Record excerpts:
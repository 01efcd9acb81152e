//! Lensing-deflection model.
//!
//! A point-mass lens gives the baryonic Einstein angle
//!
//! ```text
//! θ_bar = sqrt( 4 G M / c² · D_LS / (D_L D_S) )
//! ```
//!
//! The baryonic acceleration at the Einstein radius `g_bar = G M / (θ_bar D_L)²`
//! sets the phase boost, and the lens redshift sets a refraction index
//! `η_C = 1 + β ln(1 + z_L)`:
//!
//! ```text
//! θ_trr = θ_bar · sqrt(boost(g_bar / a0)) · η_C
//! ```
//!
//! Note that `θ_bar² ∝ M`, so `g_bar` (and therefore the boost) does not depend on
//! the trial mass at fixed distances.

use crate::constants::{CLUSTER_GAS_MULTIPLIER, PhysicalConstants, STELLAR_MASS_UNIT};
use crate::math::{LensDistances, phase_boost};

#[derive(Debug, Clone, Copy, PartialEq)]
pub struct LensingPrediction {
    /// TRR Einstein angle [arcsec].
    pub theta_trr: f64,
    /// Point-mass baryonic Einstein angle [arcsec].
    pub theta_baryonic: f64,
    /// Refraction index η_C.
    pub eta_c: f64,
    /// Baryonic acceleration at the Einstein radius [m/s²].
    pub g_bar: f64,
    pub phase_boost: f64,
    /// Baryonic lens mass [kg].
    pub mass_kg: f64,
}

/// Baryonic lens mass [kg] for a stellar mass in 10¹¹ M_sun.
pub fn baryonic_mass_kg(consts: &PhysicalConstants, stellar_mass: f64, ml_factor: f64, is_cluster: bool) -> f64 {
    let gas = if is_cluster { CLUSTER_GAS_MULTIPLIER } else { 1.0 };
    (stellar_mass * ml_factor * gas) * STELLAR_MASS_UNIT * consts.m_sun
}

/// Point-mass Einstein angle [rad] for a mass in kg.
pub fn point_mass_einstein_angle(consts: &PhysicalConstants, distances: &LensDistances, mass_kg: f64) -> Option<f64> {
    let ratio = distances.lensing_ratio()?;
    let mass_term = (4.0 * consts.g * mass_kg) / (consts.c * consts.c);
    let theta = (mass_term * ratio).sqrt();
    (theta.is_finite() && theta > 0.0).then_some(theta)
}

/// Predict the TRR Einstein angle for a lens of known mass.
pub fn lensing_from_mass(
    consts: &PhysicalConstants,
    distances: &LensDistances,
    z_lens: f64,
    mass_kg: f64,
) -> Option<LensingPrediction> {
    let theta_bar_rad = point_mass_einstein_angle(consts, distances, mass_kg)?;

    let einstein_radius_m = theta_bar_rad * distances.d_l;
    let g_bar = (consts.g * mass_kg) / (einstein_radius_m * einstein_radius_m);
    let boost = phase_boost(g_bar / consts.a0);
    let eta_c = consts.refraction_index(z_lens);

    let theta_trr = theta_bar_rad * boost.sqrt() * eta_c * consts.rad_to_arcsec;
    if !theta_trr.is_finite() {
        return None;
    }

    Some(LensingPrediction {
        theta_trr,
        theta_baryonic: theta_bar_rad * consts.rad_to_arcsec,
        eta_c,
        g_bar,
        phase_boost: boost,
        mass_kg,
    })
}

/// Predict the TRR Einstein angle for a trial mass-to-light factor.
pub fn lensing_prediction(
    consts: &PhysicalConstants,
    distances: &LensDistances,
    z_lens: f64,
    stellar_mass: f64,
    ml_factor: f64,
    is_cluster: bool,
) -> Option<LensingPrediction> {
    let mass_kg = baryonic_mass_kg(consts, stellar_mass, ml_factor, is_cluster);
    lensing_from_mass(consts, distances, z_lens, mass_kg)
}
//! The authorization guard.
//!
//! One generic check runs before every protected action. The requirement
//! is looked up in the static [`RequirementMap`], the principal's effective
//! permissions are resolved, and the tenant dimension is applied last.
//!
//! Evaluation order:
//!
//! 1. no principal → `Unauthenticated`, whatever the action
//! 2. unregistered action → empty requirement, or `UnregisteredAction` when
//!    the policy denies unregistered actions
//! 3. empty requirement without a resource tenant → `Allowed`, no lookup
//! 4. every required permission must be in the effective set
//! 5. resource tenant must equal the principal's, unless it holds the super role

use std::sync::Arc;

use gatehouse_core::{
    check_tenant, Decision, Denial, ForbiddenReason, Principal, Requirement, RequirementMap,
    TenantAccess, TenantId,
};
use gatehouse_store::Store;

use crate::engine::{PermissionEngine, Resolution};
use crate::error::{GuardError, Result};
use crate::scope::RequestScope;

/// Default name of the role that bypasses tenant scoping.
pub const DEFAULT_SUPER_ROLE: &str = "SUPERADMIN";

/// Policy knobs for the guard.
#[derive(Debug, Clone, PartialEq, Eq)]
pub struct GuardPolicy {
    /// Role whose holders may act on any tenant's resources.
    pub super_role: String,
    /// Deny actions missing from the requirement map instead of treating
    /// them as open.
    pub deny_unregistered_actions: bool,
}

impl Default for GuardPolicy {
    fn default() -> Self {
        Self {
            super_role: DEFAULT_SUPER_ROLE.to_string(),
            deny_unregistered_actions: false,
        }
    }
}

/// A single authorization question.
#[derive(Debug, Clone, Copy)]
pub struct Check<'a> {
    pub action: &'a str,
    pub principal: Option<&'a Principal>,
    /// Society owning the target resource, when the action is tenant scoped.
    pub resource_tenant: Option<TenantId>,
}

impl<'a> Check<'a> {
    pub fn new(action: &'a str, principal: Option<&'a Principal>) -> Self {
        Self {
            action,
            principal,
            resource_tenant: None,
        }
    }

    pub fn in_tenant(mut self, tenant: TenantId) -> Self {
        self.resource_tenant = Some(tenant);
        self
    }
}

/// Decides whether a principal may perform an action.
///
/// Holds no per-request state; share it behind an `Arc`.
pub struct AuthorizationGuard<S: Store> {
    engine: PermissionEngine<S>,
    requirements: Arc<RequirementMap>,
    policy: GuardPolicy,
}

impl<S: Store> AuthorizationGuard<S> {
    pub fn new(
        engine: PermissionEngine<S>,
        requirements: Arc<RequirementMap>,
        policy: GuardPolicy,
    ) -> Self {
        Self {
            engine,
            requirements,
            policy,
        }
    }

    pub fn requirements(&self) -> &RequirementMap {
        &self.requirements
    }

    pub fn policy(&self) -> &GuardPolicy {
        &self.policy
    }

    pub fn engine(&self) -> &PermissionEngine<S> {
        &self.engine
    }

    /// Decide a check, resolving permissions fresh from the store.
    pub async fn check(&self, check: Check<'_>) -> Result<Decision> {
        self.decide(check, None).await
    }

    /// Decide a check, reusing resolutions cached in the request scope.
    pub async fn check_scoped(&self, check: Check<'_>, scope: &RequestScope) -> Result<Decision> {
        self.decide(check, Some(scope)).await
    }

    /// Like [`check`](Self::check) but turns a denial into an error.
    pub async fn enforce(&self, check: Check<'_>) -> Result<()> {
        self.check(check)
            .await?
            .into_result()
            .map_err(GuardError::Denied)
    }

    /// Like [`check_scoped`](Self::check_scoped) but turns a denial into an error.
    pub async fn enforce_scoped(&self, check: Check<'_>, scope: &RequestScope) -> Result<()> {
        self.check_scoped(check, scope)
            .await?
            .into_result()
            .map_err(GuardError::Denied)
    }

    async fn decide(&self, check: Check<'_>, scope: Option<&RequestScope>) -> Result<Decision> {
        let Some(principal) = check.principal else {
            return Ok(Decision::Denied(Denial::Unauthenticated));
        };

        let requirement = match self.requirement(check.action) {
            Ok(requirement) => requirement,
            Err(reason) => return Ok(Decision::Denied(Denial::Forbidden(reason))),
        };

        if requirement.is_empty() && check.resource_tenant.is_none() {
            return Ok(Decision::Allowed);
        }

        let resolution = self.resolve(principal, scope).await?;

        let missing = resolution.permissions.missing(requirement.permissions());
        if !missing.is_empty() {
            return Ok(Decision::Denied(Denial::Forbidden(
                ForbiddenReason::MissingPermissions(missing),
            )));
        }

        if let Some(resource) = check.resource_tenant {
            let access = check_tenant(
                principal.tenant,
                resolution.role_names(),
                resource,
                &self.policy.super_role,
            );
            if access == TenantAccess::Mismatch {
                return Ok(Decision::Denied(Denial::Forbidden(
                    ForbiddenReason::TenantMismatch {
                        principal: principal.tenant,
                        resource,
                    },
                )));
            }
        }

        Ok(Decision::Allowed)
    }

    fn requirement(&self, action: &str) -> std::result::Result<Requirement, ForbiddenReason> {
        match self.requirements.get(action) {
            Some(requirement) => Ok(requirement.clone()),
            None if self.policy.deny_unregistered_actions => {
                Err(ForbiddenReason::UnregisteredAction(action.to_string()))
            }
            None => Ok(Requirement::none()),
        }
    }

    async fn resolve(
        &self,
        principal: &Principal,
        scope: Option<&RequestScope>,
    ) -> Result<Arc<Resolution>> {
        match scope {
            Some(scope) => scope.resolve(&self.engine, principal.id).await,
            None => Ok(Arc::new(self.engine.resolve(principal.id).await?)),
        }
    }
}

#[cfg(test)]
mod tests {
    use super::*;
    use gatehouse_core::{NewPermission, NewPrincipal, NewRole, PrincipalId};
    use gatehouse_store::{MemoryStore, StoreExt};

    struct Fixture {
        store: Arc<MemoryStore>,
        guard: AuthorizationGuard<MemoryStore>,
        society: TenantId,
    }

    async fn fixture(policy: GuardPolicy) -> Fixture {
        let store = Arc::new(MemoryStore::new());
        let view = store
            .insert_permission(&NewPermission::new("view_amenities"))
            .await
            .unwrap();
        let manage = store
            .insert_permission(&NewPermission::new("manage_amenities"))
            .await
            .unwrap();
        store
            .insert_role(&NewRole::new("USER").with_permissions([view.id]))
            .await
            .unwrap();
        store
            .insert_role(&NewRole::new("MANAGER").with_permissions([view.id, manage.id]))
            .await
            .unwrap();
        store
            .insert_role(&NewRole::new("SUPERADMIN").with_permissions([view.id, manage.id]))
            .await
            .unwrap();

        let requirements = RequirementMap::builder()
            .action("createAmenity", ["manage_amenities"])
            .action("listAmenities", ["view_amenities"])
            .action("editAmenity", ["view_amenities", "manage_amenities"])
            .open("getProfile")
            .build();

        let guard = AuthorizationGuard::new(
            PermissionEngine::new(store.clone()),
            Arc::new(requirements),
            policy,
        );
        Fixture {
            store,
            guard,
            society: TenantId::new_v4(),
        }
    }

    impl Fixture {
        async fn principal(&self, roles: &[&str], tenant: Option<TenantId>) -> Principal {
            let id = PrincipalId::new_v4();
            let mut new = NewPrincipal::new(id);
            new.tenant = tenant;
            self.store.insert_principal(&new).await.unwrap();
            for name in roles {
                let role = self.store.find_role_by_name(name).await.unwrap().unwrap();
                self.store.add_principal_role(id, role.id).await.unwrap();
            }
            self.store.load_principal(id).await.unwrap().unwrap()
        }
    }

    fn missing(decision: &Decision) -> Option<Vec<String>> {
        match decision.denial() {
            Some(Denial::Forbidden(ForbiddenReason::MissingPermissions(m))) => Some(m.clone()),
            _ => None,
        }
    }

    #[tokio::test]
    async fn test_no_principal_is_unauthenticated_even_when_open() {
        let f = fixture(GuardPolicy::default()).await;
        for action in ["createAmenity", "getProfile", "neverRegistered"] {
            let decision = f.guard.check(Check::new(action, None)).await.unwrap();
            assert_eq!(decision, Decision::Denied(Denial::Unauthenticated));
        }
    }

    #[tokio::test]
    async fn test_required_permission() {
        let f = fixture(GuardPolicy::default()).await;
        let user = f.principal(&["USER"], Some(f.society)).await;
        let manager = f.principal(&["MANAGER"], Some(f.society)).await;

        let denied = f.guard.check(Check::new("createAmenity", Some(&user))).await.unwrap();
        assert_eq!(missing(&denied), Some(vec!["manage_amenities".to_string()]));

        let allowed = f.guard.check(Check::new("createAmenity", Some(&manager))).await.unwrap();
        assert!(allowed.is_allowed());
    }

    #[tokio::test]
    async fn test_all_required_permissions_needed() {
        let f = fixture(GuardPolicy::default()).await;
        let user = f.principal(&["USER"], None).await;

        let decision = f.guard.check(Check::new("editAmenity", Some(&user))).await.unwrap();
        assert_eq!(missing(&decision), Some(vec!["manage_amenities".to_string()]));
    }

    #[tokio::test]
    async fn test_open_and_unregistered_actions() {
        let f = fixture(GuardPolicy::default()).await;
        let nobody = f.principal(&[], None).await;

        assert!(f.guard.check(Check::new("getProfile", Some(&nobody))).await.unwrap().is_allowed());
        assert!(f
            .guard
            .check(Check::new("neverRegistered", Some(&nobody)))
            .await
            .unwrap()
            .is_allowed());

        let strict = fixture(GuardPolicy {
            deny_unregistered_actions: true,
            ..GuardPolicy::default()
        })
        .await;
        let nobody = strict.principal(&[], None).await;
        let decision = strict
            .guard
            .check(Check::new("neverRegistered", Some(&nobody)))
            .await
            .unwrap();
        assert_eq!(
            decision.denial(),
            Some(&Denial::Forbidden(ForbiddenReason::UnregisteredAction(
                "neverRegistered".into()
            )))
        );
    }

    #[tokio::test]
    async fn test_tenant_dimension() {
        let f = fixture(GuardPolicy::default()).await;
        let manager = f.principal(&["MANAGER"], Some(f.society)).await;
        let admin = f.principal(&["SUPERADMIN"], None).await;
        let other = TenantId::new_v4();

        let same = Check::new("createAmenity", Some(&manager)).in_tenant(f.society);
        assert!(f.guard.check(same).await.unwrap().is_allowed());

        let foreign = Check::new("createAmenity", Some(&manager)).in_tenant(other);
        let decision = f.guard.check(foreign).await.unwrap();
        assert!(matches!(
            decision.denial(),
            Some(Denial::Forbidden(ForbiddenReason::TenantMismatch { .. }))
        ));

        let bypass = Check::new("createAmenity", Some(&admin)).in_tenant(other);
        assert!(f.guard.check(bypass).await.unwrap().is_allowed());
    }

    #[tokio::test]
    async fn test_tenant_applies_to_open_actions() {
        let f = fixture(GuardPolicy::default()).await;
        let user = f.principal(&["USER"], Some(f.society)).await;

        let foreign = Check::new("getProfile", Some(&user)).in_tenant(TenantId::new_v4());
        assert!(!f.guard.check(foreign).await.unwrap().is_allowed());
    }

    #[tokio::test]
    async fn test_enforce_maps_denial() {
        let f = fixture(GuardPolicy::default()).await;
        let err = f.guard.enforce(Check::new("createAmenity", None)).await.unwrap_err();
        assert_eq!(err.denial(), Some(&Denial::Unauthenticated));
    }

    #[tokio::test]
    async fn test_scoped_check_sees_revocation() {
        let f = fixture(GuardPolicy::default()).await;
        let manager = f.principal(&["MANAGER"], None).await;
        let scope = RequestScope::new();
        let check = Check::new("createAmenity", Some(&manager));

        assert!(f.guard.check_scoped(check, &scope).await.unwrap().is_allowed());

        let role = f.store.find_role_by_name("MANAGER").await.unwrap().unwrap();
        f.store.remove_principal_role(manager.id, role.id).await.unwrap();

        assert!(!f.guard.check_scoped(check, &scope).await.unwrap().is_allowed());
    }

    mod properties {
        use super::*;
        use proptest::prelude::*;
        use proptest::sample::subsequence;

        const CATALOG: [&str; 5] = ["p0", "p1", "p2", "p3", "p4"];

        async fn decide(held: Vec<&'static str>, required: Vec<&'static str>) -> Decision {
            let store = Arc::new(MemoryStore::new());
            let mut ids = Vec::new();
            for name in CATALOG {
                let permission = store.insert_permission(&NewPermission::new(name)).await.unwrap();
                if held.contains(&name) {
                    ids.push(permission.id);
                }
            }
            let role = store
                .insert_role(&NewRole::new("HOLDER").with_permissions(ids))
                .await
                .unwrap();
            let id = PrincipalId::new_v4();
            store.insert_principal(&NewPrincipal::new(id)).await.unwrap();
            store.add_principal_role(id, role.id).await.unwrap();
            let principal = store.load_principal(id).await.unwrap().unwrap();

            let guard = AuthorizationGuard::new(
                PermissionEngine::new(store),
                Arc::new(RequirementMap::builder().action("act", required).build()),
                GuardPolicy::default(),
            );
            guard.check(Check::new("act", Some(&principal))).await.unwrap()
        }

        proptest! {
            #[test]
            fn test_missing_is_required_minus_held(
                held in subsequence(CATALOG.to_vec(), 0..=5),
                required in subsequence(CATALOG.to_vec(), 0..=5),
            ) {
                let expected: Vec<String> = required
                    .iter()
                    .filter(|p| !held.contains(*p))
                    .map(|p| p.to_string())
                    .collect();
                let decision = tokio::runtime::Builder::new_current_thread()
                    .build()
                    .unwrap()
                    .block_on(decide(held, required));

                if expected.is_empty() {
                    prop_assert!(decision.is_allowed());
                } else {
                    prop_assert_eq!(missing(&decision), Some(expected));
                }
            }
        }
    }
}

Task statement: Find the string "contains" in the material above, and report every line where it occurs.

Answer space:
                if held.contains(&name) {
                    .filter(|p| !held.contains(*p))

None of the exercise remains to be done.